Coding bootcamps graduated 24,975 students in 2020 and due to COVID-19, have taught almost students almost entirely online. Course Report found:
*We estimated undergraduate CS graduates by using the 2018 Taulbee Study, published by the CRA. The Taulbee Study is a survey of PhD-granting departments, released annually in May.
After surveying school representatives from qualifying coding bootcamps, Course Report estimates that coding bootcamps will educate 50,137 graduates in 2020 – this includes in-person coding bootcamps, online coding bootcamps, and corporate training.
|2020 in-person graduates (projected)||9,356|
|2020 online bootcamp graduates||15,619|
|2020 corporate training graduates||25,162|
|Total 2020 graduates||50,137|
The coding bootcamp market continues to grow year over year. Since 2013, the industry has grown 1047% from 2,178 graduates in 2013 to 24,975 graduates in 2020.

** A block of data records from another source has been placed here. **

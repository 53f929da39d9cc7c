use std::path::PathBuf;

use chrono::{TimeZone, Utc};
use tracing::Level;
use tracing_subscriber::layer::SubscriberExt;
use tracing_subscriber::Registry;

use dynimg::html::{panel_html, placeholder_html};
use dynimg::loader::load_data_set;
use dynimg::logging::CaptureLayer;
use dynimg::{
    DataSet, Layout, PanelOptions, Placeholder, PlaceholderKind, RenderError, ThresholdEvaluator,
    TimeFormatter, render,
};

fn fixture(name: &str) -> PathBuf {
    PathBuf::from(env!("CARGO_MANIFEST_DIR"))
        .join("tests")
        .join("fixtures")
        .join(name)
}

fn load(names: &[&str]) -> DataSet {
    let paths: Vec<PathBuf> = names.iter().map(|n| fixture(n)).collect();
    load_data_set(&paths).unwrap()
}

fn time() -> TimeFormatter {
    TimeFormatter::utc(Utc.with_ymd_and_hms(2024, 1, 2, 0, 0, 0).unwrap())
}

fn icons() -> PanelOptions {
    PanelOptions::from_json(r#"{"baseUrl": "/icons/", "suffix": ".png"}"#).unwrap()
}

fn run(data: &DataSet, options: &PanelOptions) -> Result<dynimg::Panel, RenderError> {
    render(data, options, time(), &ThresholdEvaluator)
}

#[test]
fn status_column_becomes_icon_urls() {
    let panel = run(&load(&["status.csv"]), &icons()).unwrap();
    let urls: Vec<&str> = panel.images.iter().map(|d| d.icon_url.as_str()).collect();
    assert_eq!(urls, ["/icons/up.png", "/icons/down.png", "/icons/up.png"]);
    let alts: Vec<&str> = panel.images.iter().map(|d| d.alt.as_str()).collect();
    assert_eq!(alts, ["up", "down", "up"]);
    assert_eq!(
        panel.layout,
        Layout::Grid {
            width: 75,
            height: 75
        }
    );
}

#[test]
fn tooltip_joins_date_and_text() {
    let options = PanelOptions::from_json(
        r#"{
            "baseUrl": "/icons/",
            "suffix": ".png",
            "tooltip": true,
            "tooltip_include_date": true,
            "tooltip_field": "host"
        }"#,
    )
    .unwrap();
    let panel = run(&load(&["status.csv"]), &options).unwrap();
    assert_eq!(panel.images[0].tooltip, "2024-01-01 00:00:00 - alpha");
    assert_eq!(panel.images[2].tooltip, "2024-01-01 00:02:00 - gamma");
}

#[test]
fn bindings_decorate_images() {
    let options = PanelOptions::from_json(
        r##"{
            "show_overlay": true,
            "overlay": {
                "field": "latency",
                "bindings": {"unbounded": "green", "thresholds": [{"value": 50, "color": "red"}]}
            },
            "show_link": true,
            "link": {"field": "host", "url_prefix": "https://hosts/"}
        }"##,
    )
    .unwrap();
    let panel = run(&load(&["status.csv"]), &options).unwrap();
    let colors: Vec<Option<&str>> = panel
        .images
        .iter()
        .map(|d| d.overlay_color.as_deref())
        .collect();
    assert_eq!(colors, [Some("green"), Some("red"), Some("green")]);
    assert_eq!(panel.images[1].link_url.as_deref(), Some("https://hosts/beta"));

    let html = panel_html(&panel);
    assert!(html.contains(r#"href="https://hosts/beta""#));
    assert!(html.contains("background-color: red"));
}

#[test]
fn multiple_series_render_an_error_placeholder() {
    let err = run(&load(&["status.csv", "cpu.csv"]), &icons()).unwrap_err();
    assert_eq!(err, RenderError::MultipleSeries(2));
    let placeholder = Placeholder::from(&err);
    assert_eq!(placeholder.kind, PlaceholderKind::Error);
    assert!(placeholder_html(&placeholder).contains("panel-empty"));
}

#[test]
fn header_only_file_is_no_data() {
    let err = run(&load(&["empty.csv"]), &icons()).unwrap_err();
    assert_eq!(err, RenderError::EmptyResult);
    assert_eq!(err.kind(), PlaceholderKind::NoData);
}

#[test]
fn only_time_columns_has_no_default_field() {
    let err = run(&load(&["times_only.csv"]), &icons()).unwrap_err();
    assert_eq!(err, RenderError::MissingDefaultField);
}

#[test]
fn missing_required_field_names_the_role() {
    let options = icons().icon_field("nope");
    let err = run(&load(&["status.csv"]), &options).unwrap_err();
    assert!(matches!(err, RenderError::FieldNotFound { .. }));
    assert!(!Placeholder::from(&err).message.contains("nope"));
}

#[test]
fn render_is_idempotent() {
    let data = load(&["status.csv"]);
    let options = icons().tooltip(true);
    assert_eq!(run(&data, &options), run(&data, &options));
}

#[test]
fn missing_optional_field_is_reported_as_warning() {
    let capture = CaptureLayer::new();
    let subscriber = Registry::default().with(capture.clone());
    let data = load(&["status.csv"]);
    let options = PanelOptions::from_json(r#"{"show_overlay": true, "overlay": {"field": "nope"}}"#)
        .unwrap();

    let panel = tracing::subscriber::with_default(subscriber, || run(&data, &options)).unwrap();
    assert!(panel.images.iter().all(|d| d.overlay_color.is_none()));
    assert!(panel.features.overlay.is_none());

    let warnings = capture.at_level(Level::WARN);
    assert!(
        warnings
            .iter()
            .any(|r| r.field("role") == Some("overlay_binding"))
    );
    assert!(capture.at_level(Level::ERROR).is_empty());
}

#[test]
fn failed_render_is_reported_as_error() {
    let capture = CaptureLayer::new();
    let subscriber = Registry::default().with(capture.clone());
    let data = load(&["status.csv", "cpu.csv"]);

    let result = tracing::subscriber::with_default(subscriber, || run(&data, &icons()));
    assert!(result.is_err());
    let errors = capture.at_level(Level::ERROR);
    assert!(errors.iter().any(|r| r.field("series") == Some("2")));
}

Due to COVID-19, the mode of delivery (online vs in-person) shifted in 2020. In-person coding bootcamps swiftly transitioned to delivering live remote instruction, so you'll notice that the number of online graduates in 2020 sharply increased by 306%, while the number of in-person graduates fell by 34%.
|2013 graduates (actual)||n/a||2,178||2,178|
|2014 graduates (actual)||n/a||6,740||6,740|
|2015 graduates (actual)||n/a||10,333||10,333|
|2016 graduates (actual)||n/a||15,077||15,077|
|2017 graduates (actual)||677||16,190||16,867|
|2018 graduates (actual)||2,022||13,407||15,429|
|2019 graduates (actual)||3,849||14,178||18,027|
|2020 graduates (projected)||15,619||9,356||24,975|
|Estimated growth rate (2019-2020)||306%||-34%||39%|
|Industry growth rate since 2013||+1047%|
|2019 graduates (actual)||3,849|
|2020 graduates (projected)||15,619|
|Estimated growth rate (2019-2020)||306%|
This year's report accounts for 8 schools that have closed or were consolidated/acquired (see more in Participating Schools).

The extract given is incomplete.